# prove change in total probability of success in binomial distribution

A binomial distribution of $$n$$ samples and probability of success $$p$$ is defined as

$$P(k) = \binom{n}{k} \cdot p^kq^{n-k}$$.
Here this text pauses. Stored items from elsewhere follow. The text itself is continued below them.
//! Stub management commands
//!
//! - `list` - show every stub and whether it is overridden
//! - `export` - copy the built-in stubs into the override directory
//! - `diff` - compare an override with its built-in copy

use std::fs;
use std::path::{Path, PathBuf};

use anyhow::{Context, Result};
use clap::Subcommand;
use console::{style, Emoji};
use resource_wizard::WizardConfig;
use similar::{ChangeTag, TextDiff};

use crate::templates::{StubSource, StubStore, STUB_EXTENSION};

static CHECK: Emoji<'_, '_> = Emoji("✓ ", "");
static CUSTOM: Emoji<'_, '_> = Emoji("✨ ", "* ");
static DEFAULT: Emoji<'_, '_> = Emoji("  ", "  ");

/// Override directory used when `paths.stubs` is not configured
pub const DEFAULT_STUB_DIR: &str = "stubs/resource-wizard";

/// Stub management subcommands
#[derive(Debug, Clone, Subcommand)]
pub enum StubsCommand {
    /// List all stubs and where each one is loaded from
    List {
        /// Show only overridden stubs
        #[arg(long)]
        customized: bool,
    },
    /// Write the built-in stubs to the override directory for editing
    Export {
        /// Target directory (default: `paths.stubs`, else `stubs/resource-wizard`)
        #[arg(long)]
        dir: Option<PathBuf>,
        /// Overwrite stubs that already exist
        #[arg(long)]
        force: bool,
    },
    /// Show how overridden stubs differ from the built-in ones
    Diff {
        /// Stub name (e.g. `Database/Model.php`)
        stub: Option<String>,
        /// Diff every overridden stub
        #[arg(long)]
        all: bool,
    },
}

impl StubsCommand {
    /// Execute the stubs command
    ///
    /// # Errors
    ///
    /// Returns an error if a stub cannot be read or written.
    pub fn execute(&self, config: &WizardConfig) -> Result<()> {
        let store = StubStore::from_config(config);
        match self {
            Self::List { customized } => {
                list(&store, *customized);
                Ok(())
            }
            Self::Export { dir, force } => {
                let dir = dir
                    .as_ref()
                    .map(|dir| config.resolve(dir))
                    .or_else(|| config.stub_dir())
                    .unwrap_or_else(|| config.resolve(Path::new(DEFAULT_STUB_DIR)));
                let written = export(&dir, *force)?;
                println!(
                    "\n{CHECK}Exported {} stubs to {}",
                    written.len(),
                    style(dir.display()).cyan()
                );
                if config.stub_dir().as_deref() != Some(dir.as_path()) {
                    println!(
                        "Set {} in resource-wizard.toml to use them",
                        style(format!("paths.stubs = \"{}\"", dir.display())).yellow()
                    );
                }
                Ok(())
            }
            Self::Diff { stub, all } => diff(&store, stub.as_deref(), *all),
        }
    }
}

fn list(store: &StubStore, customized_only: bool) {
    match store.override_dir() {
        Some(dir) => println!("Overrides: {}", style(dir.display()).cyan()),
        None => println!("Overrides: {}", style("none configured").dim()),
    }
    println!();

    let mut customized = 0;
    for name in StubStore::builtin_names() {
        match store.source(name) {
            Some(StubSource::Override(_)) => {
                customized += 1;
                println!("  {CUSTOM}{}", style(name).yellow());
            }
            _ if !customized_only => println!("  {DEFAULT}{}", style(name).dim()),
            _ => {}
        }
    }

    println!();
    println!(
        "{} customized, {} built-in",
        style(customized).yellow(),
        style(StubStore::builtin_names().count() - customized).dim()
    );
}

/// Write every built-in stub below `dir`, returning the written paths
///
/// Existing files are kept unless `force` is set.
pub fn export(dir: &Path, force: bool) -> Result<Vec<PathBuf>> {
    let mut written = Vec::new();
    for name in StubStore::builtin_names() {
        let path = dir.join(format!("{name}.{STUB_EXTENSION}"));
        if path.exists() && !force {
            tracing::debug!(path = %path.display(), "keeping existing stub");
            continue;
        }
        if let Some(parent) = path.parent() {
            fs::create_dir_all(parent)
                .with_context(|| format!("Failed to create directory: {}", parent.display()))?;
        }
        let text = StubStore::builtin(name).unwrap_or_default();
        fs::write(&path, text)
            .with_context(|| format!("Failed to write stub: {}", path.display()))?;
        written.push(path);
    }
    Ok(written)
}

fn diff(store: &StubStore, stub: Option<&str>, all: bool) -> Result<()> {
    let names: Vec<&str> = if all {
        StubStore::builtin_names()
            .filter(|name| matches!(store.source(name), Some(StubSource::Override(_))))
            .collect()
    } else if let Some(name) = stub {
        vec![name]
    } else {
        anyhow::bail!("Please specify a stub name or use --all");
    };

    if names.is_empty() {
        println!("No customized stubs found.");
        return Ok(());
    }

    for name in names {
        let Some(builtin) = StubStore::builtin(name) else {
            anyhow::bail!("Unknown stub: {name}");
        };
        let Some(StubSource::Override(path)) = store.source(name) else {
            println!("{} is not customized", style(name).bold());
            continue;
        };
        let custom = fs::read_to_string(&path)
            .with_context(|| format!("Failed to read stub: {}", path.display()))?;

        println!("{}", style(name).bold());
        print!("{}", render_diff(builtin, &custom));
        println!();
    }
    Ok(())
}

/// Line diff from `builtin` to `custom`, styled for the terminal
fn render_diff(builtin: &str, custom: &str) -> String {
    let diff = TextDiff::from_lines(builtin, custom);
    diff.iter_all_changes()
        .map(|change| match change.tag() {
            ChangeTag::Delete => style(format!("-{change}")).red().to_string(),
            ChangeTag::Insert => style(format!("+{change}")).green().to_string(),
            ChangeTag::Equal => format!(" {change}"),
        })
        .collect()
}

#[cfg(test)]
mod tests {
    use super::*;
    use tempfile::TempDir;

    #[test]
    fn test_export_writes_all_stubs() {
        let dir = TempDir::new().unwrap();
        let written = export(dir.path(), false).unwrap();
        assert_eq!(written.len(), StubStore::builtin_names().count());
        assert!(dir.path().join("Database/Model.php.stub").is_file());
        assert!(dir.path().join("Js/dps_page.js.stub").is_file());

        let store = StubStore::new(Some(dir.path().to_path_buf()));
        assert_eq!(
            store.load("Events/Lock.php").unwrap(),
            StubStore::builtin("Events/Lock.php").unwrap()
        );
    }

    #[test]
    fn test_export_keeps_customized() {
        let dir = TempDir::new().unwrap();
        fs::create_dir_all(dir.path().join("Database")).unwrap();
        fs::write(dir.path().join("Database/Model.php.stub"), "mine").unwrap();

        let written = export(dir.path(), false).unwrap();
        assert_eq!(written.len(), StubStore::builtin_names().count() - 1);
        assert_eq!(
            fs::read_to_string(dir.path().join("Database/Model.php.stub")).unwrap(),
            "mine"
        );

        let forced = export(dir.path(), true).unwrap();
        assert_eq!(forced.len(), StubStore::builtin_names().count());
    }

    #[test]
    fn test_render_diff_marks_changes() {
        console::set_colors_enabled(false);
        let out = render_diff("a\nb\n", "a\nc\n");
        assert!(out.contains(" a\n"));
        assert!(out.contains("-b\n"));
        assert!(out.contains("+c\n"));
    }
}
For a given value of $$r$$ where $$r \in \mathbb{N} \quad \text{and } r \gt 1$$, if we decrease the probability of success by $$\hat{p} = \frac{p}{r}$$ and increase the samples $$\hat{n} = nr$$, I want to prove

$$P(k\ge 1) - P(\hat{k}\ge 1) \gt 0$$

$$\Rightarrow \left(1-P(k= 0)\right) - \left(1-P(\hat{k}= 0)\right) \gt 0$$

$$\Rightarrow P(\hat{k}= 0) - P(k= 0) \gt 0$$

$$\Rightarrow \binom{nr}{0} \cdot \hat{p}^0\hat{q}^{nr} - \binom{n}{0} \cdot p^0q^{n} \gt 0$$

$$\Rightarrow \left(1-\hat{p}\right)^{nr} - \left(1-p\right)^{n} \gt 0$$

$$\Rightarrow \left(1-\frac{p}{r}\right)^{nr} - \left(1-p\right)^{n} \gt 0$$

I'm able to show it for specific examples but unfortunately unable to prove the last inequality in generic form.

First, by expanding $$(1-p/r)^r$$ to the power series, we have

$$(1-p/r)^r=1-p + [(r-1)p^2/(2! r)-(r-1)(r-2)p^3/(3!r^2)+…+(-p/r)^r]$$

that is,

$$(1-p/r)^r = 1-p + A$$

where $$A > 0$$ is the term in the square brackets. Thus, we have

$$(1-p/r)^r > 1-p$$, (for r > 1). Then we have

$$\left(1-\frac{p}{r}\right)^{nr} \gt \left(1-p\right)^{n}$$